1. Field of the Invention
The present invention is concerned with a process for producing water soluble amylose from water insoluble high molecular weight amylose.
2. Discussion of the Prior Art
It has recently been discovered that maltopentaose is one of a limited number of polysaccharides which can be used as a substrate in a preferred diagnostic procedure to measure serum amylase. See, for example, U.S. Pat. No. 3,879,263 which issued to Thomas Adams on Apr. 22, 1975.
Although maltopentaose is one of the hydrolysis products of starch reacted with various amylases, the other products of this reaction (i.e., glucose and the other linear polysaccharides formed by the linked glucose molecules) predominate. Since only a very small percentage of the reaction product is maltopentaose, the hydrolysis of starch by amylase does not lend itself well to a commercial process for producing maltopentaose.

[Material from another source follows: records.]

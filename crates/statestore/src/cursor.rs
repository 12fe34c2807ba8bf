//! Operator-scoped cursor walk over the interval-window keyspace (§4.3):
//! `seekKeyNext`/`seekKeyPrev`/`curNext`/`curPrev`/`getKVByCur`.
//!
//! A [`StateCursor`] is scoped to the `opNum` it was opened under. Walking
//! past the edge of that operator's own keys is not an error — `current`
//! simply returns `None`, per the cursor contract in §4.2 — but reading a
//! key that belongs to a *different* operator (which can only happen if a
//! caller seeks with the wrong `opNum` in the first place) is rejected with
//! [`Error::OperatorMismatch`], since that would leak one operator's state
//! into another's view.

use fluxstore_core::{Error, Result};
use fluxstore_keycodec::{StateKey, WinKey};
use fluxstore_kvstore::{Cursor, SeekResult};

use crate::store::StreamState;

/// A cursor over the interval-window keyspace, scoped to one `opNum`.
pub struct StateCursor {
    cursor: Cursor,
    op_num: i32,
}

impl StateCursor {
    /// Position at the smallest window `>= win` for this cursor's `opNum`.
    pub fn seek_key_next(&mut self, win: WinKey) -> Result<Option<(WinKey, Vec<u8>)>> {
        let key = StateKey::new(self.op_num, win.ts, win.group_id);
        self.cursor.seek(&key.encode());
        self.get_kv_by_cur()
    }

    /// Position at the largest window `<= win` for this cursor's `opNum`.
    pub fn seek_key_prev(&mut self, win: WinKey) -> Result<Option<(WinKey, Vec<u8>)>> {
        let key = StateKey::new(self.op_num, win.ts, win.group_id);
        match self.cursor.seek(&key.encode()) {
            SeekResult::Positioned(std::cmp::Ordering::Equal) => {}
            SeekResult::Positioned(_) => {
                // `seek` lands on the first key >= win; back up one step
                // unless that landed past this operator's own range.
                if !self.cursor.move_prev() {
                    return Ok(None);
                }
            }
            SeekResult::Empty => {
                self.cursor.move_last();
            }
        }
        self.get_kv_by_cur()
    }

    /// Step forward one window.
    pub fn cur_next(&mut self) -> Result<Option<(WinKey, Vec<u8>)>> {
        if !self.cursor.move_next() {
            return Ok(None);
        }
        self.get_kv_by_cur()
    }

    /// Step backward one window.
    pub fn cur_prev(&mut self) -> Result<Option<(WinKey, Vec<u8>)>> {
        if !self.cursor.move_prev() {
            return Ok(None);
        }
        self.get_kv_by_cur()
    }

    /// Read the window/value pair at the current position. `None` if the
    /// cursor is off the end; [`Error::OperatorMismatch`] if the current
    /// key belongs to a different `opNum`.
    pub fn get_kv_by_cur(&self) -> Result<Option<(WinKey, Vec<u8>)>> {
        let Some((key, value)) = self.cursor.current() else {
            return Ok(None);
        };
        let decoded = StateKey::decode(key)
            .ok_or_else(|| Error::Corruption("malformed StateKey in state keyspace".into()))?;
        if decoded.op_num != self.op_num {
            return Err(Error::OperatorMismatch {
                expected: self.op_num,
                actual: decoded.op_num,
            });
        }
        Ok(Some((decoded.win, value.to_vec())))
    }
}

impl StreamState {
    /// Open a [`StateCursor`] scoped to the store's current `opNum`.
    pub fn state_cursor(&self) -> Result<StateCursor> {
        self.check_open()?;
        let cursor = self.backend.open_cursor(self.keyspaces.state, None)?;
        Ok(StateCursor {
            cursor,
            op_num: self.op_num(),
        })
    }
}

#[cfg(test)]
mod tests {
    use super::*;
    use crate::config::StreamStateOptions;

    fn open_store(dir: &std::path::Path) -> StreamState {
        StreamState::open(StreamStateOptions::new(dir, "task-1")).unwrap()
    }

    #[test]
    fn seek_next_then_cur_next_walks_forward() {
        let dir = tempfile::tempdir().unwrap();
        let store = open_store(dir.path());
        store.set_number(1);
        store.put(WinKey::new(10, 1), b"a").unwrap();
        store.put(WinKey::new(20, 1), b"b").unwrap();
        store.put(WinKey::new(30, 1), b"c").unwrap();

        let mut cur = store.state_cursor().unwrap();
        let (win, val) = cur.seek_key_next(WinKey::new(15, 1)).unwrap().unwrap();
        assert_eq!(win, WinKey::new(20, 1));
        assert_eq!(val, b"b");

        let (win, val) = cur.cur_next().unwrap().unwrap();
        assert_eq!(win, WinKey::new(30, 1));
        assert_eq!(val, b"c");

        assert!(cur.cur_next().unwrap().is_none());
    }

    #[test]
    fn seek_prev_lands_on_largest_key_at_or_before() {
        let dir = tempfile::tempdir().unwrap();
        let store = open_store(dir.path());
        store.set_number(1);
        store.put(WinKey::new(10, 1), b"a").unwrap();
        store.put(WinKey::new(30, 1), b"c").unwrap();

        let mut cur = store.state_cursor().unwrap();
        let (win, _) = cur.seek_key_prev(WinKey::new(20, 1)).unwrap().unwrap();
        assert_eq!(win, WinKey::new(10, 1));
    }

    #[test]
    fn cursor_never_crosses_into_another_operator() {
        let dir = tempfile::tempdir().unwrap();
        let store = open_store(dir.path());
        store.set_number(1);
        store.put(WinKey::new(10, 1), b"a").unwrap();
        store.set_number(2);
        store.put(WinKey::new(20, 1), b"b").unwrap();

        store.set_number(1);
        let mut cur = store.state_cursor().unwrap();
        cur.seek_key_next(WinKey::new(0, 1)).unwrap();
        assert!(
            matches!(cur.cur_next(), Err(Error::OperatorMismatch { expected: 1, actual: 2 })),
            "stepping into opNum 2's rows must surface as a mismatch, not leak the data"
        );
    }

    #[test]
    fn moving_past_the_end_is_none_not_an_error() {
        let dir = tempfile::tempdir().unwrap();
        let store = open_store(dir.path());
        store.set_number(1);
        store.put(WinKey::new(10, 1), b"a").unwrap();
        let mut cur = store.state_cursor().unwrap();
        cur.seek_key_next(WinKey::new(10, 1)).unwrap();
        assert!(cur.cur_next().unwrap().is_none());
        assert!(cur.cur_next().unwrap().is_none());
    }
}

It is known that the enzyme amylase obtained from a particular source, Bacillus licheniformis, when reacted with amylose or amylopectin produces a higher percentage of maltopentaose than produced when other sources of amylase are used. See the article by Saito in the Archives of Biochemistry and Biophysics, 155, 290 (1963). However, the yield of maltopentaose from such reactions is still small because of the limited solubility of amylose in the aqueous medium required for the biological hydrolysis.